On ne peur plus dire, toutefois, que « le paysage de la surveillance », tel qu'il se dessine à L. A., préfigure ce qu'il adviendra de nos villes puisqu'elles apparaissent déjà, pour la plupart, comme un décalque du premier. De part et d'autre de l'Atlantique, en effet, on assiste à une « érosion toujours plus forte de la frontière entre l'architecture et le maintien de l'ordre - ». Reconfiguration des bâtiments et réaménagement des espaces publics à des fins « défensives », prolifération des caméras vidéo et des systèmes de contrôle électronique, harcèlement policier des « indésirables » sur les trottoirs, les places ou dans les squares, le tout au nom de la lutte contre 1a criminalité...

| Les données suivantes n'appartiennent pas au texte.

#[async_trait]
impl GraphStore for PostgresStore {
    async fn initialize(&self) -> Result<()> {
        sqlx::query(
            "CREATE TABLE IF NOT EXISTS nodes (
                id BIGINT PRIMARY KEY,
                labels TEXT NOT NULL DEFAULT '[]',
                properties TEXT NOT NULL DEFAULT '{}',
                created_at TEXT NOT NULL,
                updated_at TEXT NOT NULL
            )",
        )
        .execute(&self.pool)
        .await
        .map_err(sqlx_err)?;

        sqlx::query(
            "CREATE TABLE IF NOT EXISTS node_labels (
                node_id BIGINT NOT NULL REFERENCES nodes(id) ON DELETE CASCADE,
                label TEXT NOT NULL,
                PRIMARY KEY (node_id, label)
            )",
        )
        .execute(&self.pool)
        .await
        .map_err(sqlx_err)?;
        sqlx::query("CREATE INDEX IF NOT EXISTS idx_node_labels_label ON node_labels(label)")
            .execute(&self.pool)
            .await
            .map_err(sqlx_err)?;

        sqlx::query(
            "CREATE TABLE IF NOT EXISTS relationships (
                id BIGINT PRIMARY KEY,
                type TEXT NOT NULL,
                start_node_id BIGINT NOT NULL REFERENCES nodes(id) ON DELETE CASCADE,
                end_node_id BIGINT NOT NULL REFERENCES nodes(id) ON DELETE CASCADE,
                properties TEXT NOT NULL DEFAULT '{}',
                created_at TEXT NOT NULL
            )",
        )
        .execute(&self.pool)
        .await
        .map_err(sqlx_err)?;
        sqlx::query("CREATE INDEX IF NOT EXISTS idx_relationships_type ON relationships(type)")
            .execute(&self.pool)
            .await
            .map_err(sqlx_err)?;
        sqlx::query("CREATE INDEX IF NOT EXISTS idx_relationships_start ON relationships(start_node_id)")
            .execute(&self.pool)
            .await
            .map_err(sqlx_err)?;
        sqlx::query("CREATE INDEX IF NOT EXISTS idx_relationships_end ON relationships(end_node_id)")
            .execute(&self.pool)
            .await
            .map_err(sqlx_err)?;

        sqlx::query(
            "CREATE TABLE IF NOT EXISTS schema_version (
                version BIGINT PRIMARY KEY,
                applied_at TEXT NOT NULL
            )",
        )
        .execute(&self.pool)
        .await
        .map_err(sqlx_err)?;
        sqlx::query("INSERT INTO schema_version (version, applied_at) VALUES ($1, $2) ON CONFLICT DO NOTHING")
            .bind(super::engine::SCHEMA_VERSION)
            .bind(Utc::now().to_rfc3339())
            .execute(&self.pool)
            .await
            .map_err(sqlx_err)?;

        let max_node: Option<i64> = sqlx::query("SELECT MAX(id) as m FROM nodes")
            .fetch_one(&self.pool)
            .await
            .map_err(sqlx_err)?
            .try_get("m")
            .unwrap_or(None);
        let max_rel: Option<i64> = sqlx::query("SELECT MAX(id) as m FROM relationships")
            .fetch_one(&self.pool)
            .await
            .map_err(sqlx_err)?
            .try_get("m")
            .unwrap_or(None);
        self.next_node_id.store(max_node.unwrap_or(0) as u64 + 1, Ordering::SeqCst);
        self.next_rel_id.store(max_rel.unwrap_or(0) as u64 + 1, Ordering::SeqCst);

        self.ready.store(true, Ordering::SeqCst);
        Ok(())
    }

    fn is_connected(&self) -> bool {
        self.ready.load(Ordering::SeqCst)
    }

    fn get_type(&self) -> &'static str {
        "postgres"
    }

    fn allocate_node_id(&self) -> NodeId {
        NodeId(self.next_node_id.fetch_add(1, Ordering::SeqCst))
    }

    fn allocate_relationship_id(&self) -> RelId {
        RelId(self.next_rel_id.fetch_add(1, Ordering::SeqCst))
    }

    async fn insert_node(&self, node: &Node) -> Result<()> {
        let labels: Vec<String> = node.labels.iter().cloned().collect();
        sqlx::query(
            "INSERT INTO nodes (id, labels, properties, created_at, updated_at) VALUES ($1, $2, $3, $4, $5)",
        )
        .bind(node.id.0 as i64)
        .bind(encode_labels(&labels))
        .bind(encode_properties(&node.properties))
        .bind(node.created_at.to_rfc3339())
        .bind(node.updated_at.to_rfc3339())
        .execute(&self.pool)
        .await
        .map_err(sqlx_err)?;
        for label in &labels {
            sqlx::query("INSERT INTO node_labels (node_id, label) VALUES ($1, $2)")
                .bind(node.id.0 as i64)
                .bind(label)
                .execute(&self.pool)
                .await
                .map_err(sqlx_err)?;
        }
        Ok(())
    }

    async fn insert_relationship(&self, rel: &Relationship) -> Result<()> {
        sqlx::query(
            "INSERT INTO relationships (id, type, start_node_id, end_node_id, properties, created_at)
             VALUES ($1, $2, $3, $4, $5, $6)",
        )
        .bind(rel.id.0 as i64)
        .bind(&rel.rel_type)
        .bind(rel.start_node_id.0 as i64)
        .bind(rel.end_node_id.0 as i64)
        .bind(encode_properties(&rel.properties))
        .bind(rel.created_at.to_rfc3339())
        .execute(&self.pool)
        .await
        .map_err(sqlx_err)?;
        Ok(())
    }

    async fn create_nodes_atomic(&self, specs: Vec<(Vec<String>, PropertyMap)>) -> Result<Vec<Node>> {
        let mut tx = self.pool.begin().await.map_err(sqlx_err)?;
        let mut created = Vec::with_capacity(specs.len());
        for (labels, properties) in specs {
            let node = Node::new(self.allocate_node_id(), labels, properties);
            let label_list: Vec<String> = node.labels.iter().cloned().collect();
            sqlx::query(
                "INSERT INTO nodes (id, labels, properties, created_at, updated_at) VALUES ($1, $2, $3, $4, $5)",
            )
            .bind(node.id.0 as i64)
            .bind(encode_labels(&label_list))
            .bind(encode_properties(&node.properties))
            .bind(node.created_at.to_rfc3339())
            .bind(node.updated_at.to_rfc3339())
            .execute(&mut *tx)
            .await
            .map_err(sqlx_err)?;
            for label in &label_list {
                sqlx::query("INSERT INTO node_labels (node_id, label) VALUES ($1, $2)")
                    .bind(node.id.0 as i64)
                    .bind(label)
                    .execute(&mut *tx)
                    .await
                    .map_err(sqlx_err)?;
            }
            created.push(node);
        }
        tx.commit().await.map_err(sqlx_err)?;
        Ok(created)
    }

    async fn get_node(&self, id: NodeId) -> Result<Option<Node>> {
        let row = sqlx::query("SELECT id, labels, properties, created_at, updated_at FROM nodes WHERE id = $1")
            .bind(id.0 as i64)
            .fetch_optional(&self.pool)
            .await
            .map_err(sqlx_err)?;
        row.as_ref().map(Self::row_to_node).transpose()
    }

    async fn update_node_properties(&self, id: NodeId, properties: PropertyMap) -> Result<()> {
        let result = sqlx::query("UPDATE nodes SET properties = $1, updated_at = $2 WHERE id = $3")
            .bind(encode_properties(&properties))
            .bind(Utc::now().to_rfc3339())
            .bind(id.0 as i64)
            .execute(&self.pool)
            .await
            .map_err(sqlx_err)?;
        if result.rows_affected() == 0 {
            return Err(Error::NotFound(format!("Node {id}")));
        }
        Ok(())
    }

    async fn update_node_labels(&self, id: NodeId, labels: Vec<String>) -> Result<()> {
        let mut tx = self.pool.begin().await.map_err(sqlx_err)?;
        let result = sqlx::query("UPDATE nodes SET labels = $1, updated_at = $2 WHERE id = $3")
            .bind(encode_labels(&labels))
            .bind(Utc::now().to_rfc3339())
            .bind(id.0 as i64)
            .execute(&mut *tx)
            .await
            .map_err(sqlx_err)?;
        if result.rows_affected() == 0 {
            return Err(Error::NotFound(format!("Node {id}")));
        }
        sqlx::query("DELETE FROM node_labels WHERE node_id = $1")
            .bind(id.0 as i64)
            .execute(&mut *tx)
            .await
            .map_err(sqlx_err)?;
        for label in &labels {
            sqlx::query("INSERT INTO node_labels (node_id, label) VALUES ($1, $2)")
                .bind(id.0 as i64)
                .bind(label)
                .execute(&mut *tx)
                .await
                .map_err(sqlx_err)?;
        }
        tx.commit().await.map_err(sqlx_err)?;
        Ok(())
    }

    async fn delete_node(&self, id: NodeId) -> Result<bool> {
        let result = sqlx::query("DELETE FROM nodes WHERE id = $1")
            .bind(id.0 as i64)
            .execute(&self.pool)
            .await
            .map_err(sqlx_err)?;
        Ok(result.rows_affected() > 0)
    }

    async fn get_relationship(&self, id: RelId) -> Result<Option<Relationship>> {
        let row = sqlx::query(
            "SELECT id, type, start_node_id, end_node_id, properties, created_at FROM relationships WHERE id = $1",
        )
        .bind(id.0 as i64)
        .fetch_optional(&self.pool)
        .await
        .map_err(sqlx_err)?;
        row.as_ref().map(Self::row_to_relationship).transpose()
    }

    async fn update_relationship_properties(&self, id: RelId, properties: PropertyMap) -> Result<()> {
        let result = sqlx::query("UPDATE relationships SET properties = $1 WHERE id = $2")
            .bind(encode_properties(&properties))
            .bind(id.0 as i64)
            .execute(&self.pool)
            .await
            .map_err(sqlx_err)?;
        if result.rows_affected() == 0 {
            return Err(Error::NotFound(format!("Relationship {id}")));
        }
        Ok(())
    }

    async fn delete_relationship(&self, id: RelId) -> Result<bool> {
        let result = sqlx::query("DELETE FROM relationships WHERE id = $1")
            .bind(id.0 as i64)
            .execute(&self.pool)
            .await
            .map_err(sqlx_err)?;
        Ok(result.rows_affected() > 0)
    }

    async fn find_nodes_by_label(&self, label: &str) -> Result<Vec<Node>> {
        let rows = sqlx::query(
            "SELECT n.id, n.labels, n.properties, n.created_at, n.updated_at FROM nodes n
             JOIN node_labels nl ON nl.node_id = n.id WHERE nl.label = $1",
        )
        .bind(label)
        .fetch_all(&self.pool)
        .await
        .map_err(sqlx_err)?;
        let mut out = Vec::with_capacity(rows.len());
        for row in &rows {
            let labels_raw: String = row.try_get("labels").map_err(sqlx_err)?;
            let props_raw: String = row.try_get("properties").map_err(sqlx_err)?;
            if Self::row_is_wholly_corrupt(&labels_raw, &props_raw) {
                continue;
            }
            out.push(Self::row_to_node(row)?);
        }
        Ok(out)
    }

    async fn find_relationships_by_type(&self, rel_type: &str) -> Result<Vec<Relationship>> {
        let rows = sqlx::query(
            "SELECT id, type, start_node_id, end_node_id, properties, created_at FROM relationships WHERE type = $1",
        )
        .bind(rel_type)
        .fetch_all(&self.pool)
        .await
        .map_err(sqlx_err)?;
        rows.iter().map(Self::row_to_relationship).collect()
    }

    async fn find_nodes_by_property(&self, key: &str, value: &Value) -> Result<Vec<Node>> {
        let rows = sqlx::query("SELECT id, labels, properties, created_at, updated_at FROM nodes")
            .fetch_all(&self.pool)
            .await
            .map_err(sqlx_err)?;
        let mut out = Vec::new();
        for row in &rows {
            let labels_raw: String = row.try_get("labels").map_err(sqlx_err)?;
            let props_raw: String = row.try_get("properties").map_err(sqlx_err)?;
            if Self::row_is_wholly_corrupt(&labels_raw, &props_raw) {
                continue;
            }
            let node = Self::row_to_node(row)?;
            if node.get(key) == Some(value) {
                out.push(node);
            }
        }
        Ok(out)
    }

    async fn find_nodes_with_array_containing(&self, field: &str, value: &Value) -> Result<Vec<Node>> {
        let rows = sqlx::query("SELECT id, labels, properties, created_at, updated_at FROM nodes")
            .fetch_all(&self.pool)
            .await
            .map_err(sqlx_err)?;
        let mut out = Vec::new();
        for row in &rows {
            let labels_raw: String = row.try_get("labels").map_err(sqlx_err)?;
            let props_raw: String = row.try_get("properties").map_err(sqlx_err)?;
            if Self::row_is_wholly_corrupt(&labels_raw, &props_raw) {
                continue;
            }
            let node = Self::row_to_node(row)?;
            let contains = matches!(node.get(field), Some(Value::List(items)) if items.contains(value));
            if contains {
                out.push(node);
            }
        }
        Ok(out)
    }

    async fn all_nodes(&self) -> Result<Vec<Node>> {
        let rows = sqlx::query("SELECT id, labels, properties, created_at, updated_at FROM nodes")
            .fetch_all(&self.pool)
            .await
            .map_err(sqlx_err)?;
        let mut out = Vec::with_capacity(rows.len());
        for row in &rows {
            let labels_raw: String = row.try_get("labels").map_err(sqlx_err)?;
            let props_raw: String = row.try_get("properties").map_err(sqlx_err)?;
            if Self::row_is_wholly_corrupt(&labels_raw, &props_raw) {
                continue;
            }
            out.push(Self::row_to_node(row)?);
        }
        Ok(out)
    }

    async fn relationships_of(
        &self,
        node: NodeId,
        dir: Direction,
        rel_type: Option<&str>,
    ) -> Result<Vec<Relationship>> {
        let sql = match dir {
            Direction::Outgoing => {
                "SELECT id, type, start_node_id, end_node_id, properties, created_at FROM relationships WHERE start_node_id = $1"
            }
            Direction::Incoming => {
                "SELECT id, type, start_node_id, end_node_id, properties, created_at FROM relationships WHERE end_node_id = $1"
            }
            Direction::Both => {
                "SELECT id, type, start_node_id, end_node_id, properties, created_at FROM relationships WHERE start_node_id = $1 OR end_node_id = $1"
            }
        };
        let rows = sqlx::query(sql)
            .bind(node.0 as i64)
            .fetch_all(&self.pool)
            .await
            .map_err(sqlx_err)?;
        rows.iter()
            .map(Self::row_to_relationship)
            .collect::<Result<Vec<_>>>()
            .map(|rels| match rel_type {
                Some(t) => rels.into_iter().filter(|r| r.rel_type == t).collect(),
                None => rels,
            })
    }

    async fn node_count(&self) -> Result<u64> {
        let row = sqlx::query("SELECT COUNT(*) as c FROM nodes")
            .fetch_one(&self.pool)
            .await
            .map_err(sqlx_err)?;
        let c: i64 = row.try_get("c").map_err(sqlx_err)?;
        Ok(c as u64)
    }

    async fn relationship_count(&self) -> Result<u64> {
        let row = sqlx::query("SELECT COUNT(*) as c FROM relationships")
            .fetch_one(&self.pool)
            .await
            .map_err(sqlx_err)?;
        let c: i64 = row.try_get("c").map_err(sqlx_err)?;
        Ok(c as u64)
    }

    async fn schema_version(&self) -> Result<i64> {
        let row = sqlx::query("SELECT MAX(version) as v FROM schema_version")
            .fetch_one(&self.pool)
            .await
            .map_err(sqlx_err)?;
        let v: Option<i64> = row.try_get("v").unwrap_or(None);
        Ok(v.unwrap_or(0))
    }
}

Ces programmes de "veille urbaine ", prédisait M. Davis, pourraient devenir la norme dans le monde entier. » Terrorisme aidant, ils le sont devenus depuis quelque temps. D' « architecture de prévention situationnelle » en «boulevards civilisés »,Paris, à l'instar de Londres, Bruxelles ou Madrid, pour ne citer que des capitales de ce continent, n'a plus rien à envier à L. A. en matière d'« espace de visibilité protectrice définissant de plus en plus les lieux du centre-ville où les cols blancs qui travaillent dans les bureaux et les touristes de la classe moyenne se sentent en sécurité ». Ici comme là-bas, « la vie citadine se pare d'une armure » face aux troubles consécutifs à la fermeture ou la délocalisation des usines, à la disparition des emplois, à la compression des budgets publics - dépenses militaro-policières mises à part – et à la précarisation généralisée. Ici comme là-bas, aussi, on retrouve le même «consensus bipartite »sur les choix économiques à l'origine des «insolubles problèmes de la pauvreté urbaine et de l'errance des sans-logis ».C'est pourquoi la conclusion qu'en tire M. Davis pourrait parfaitement s'appliquer à la politique dite « de la ville » ou ses divers succédanés dont maints chercheurs persistent à faire leur miel: « La rhétorique des réformes urbaines continue, mais la substance en est vidée. »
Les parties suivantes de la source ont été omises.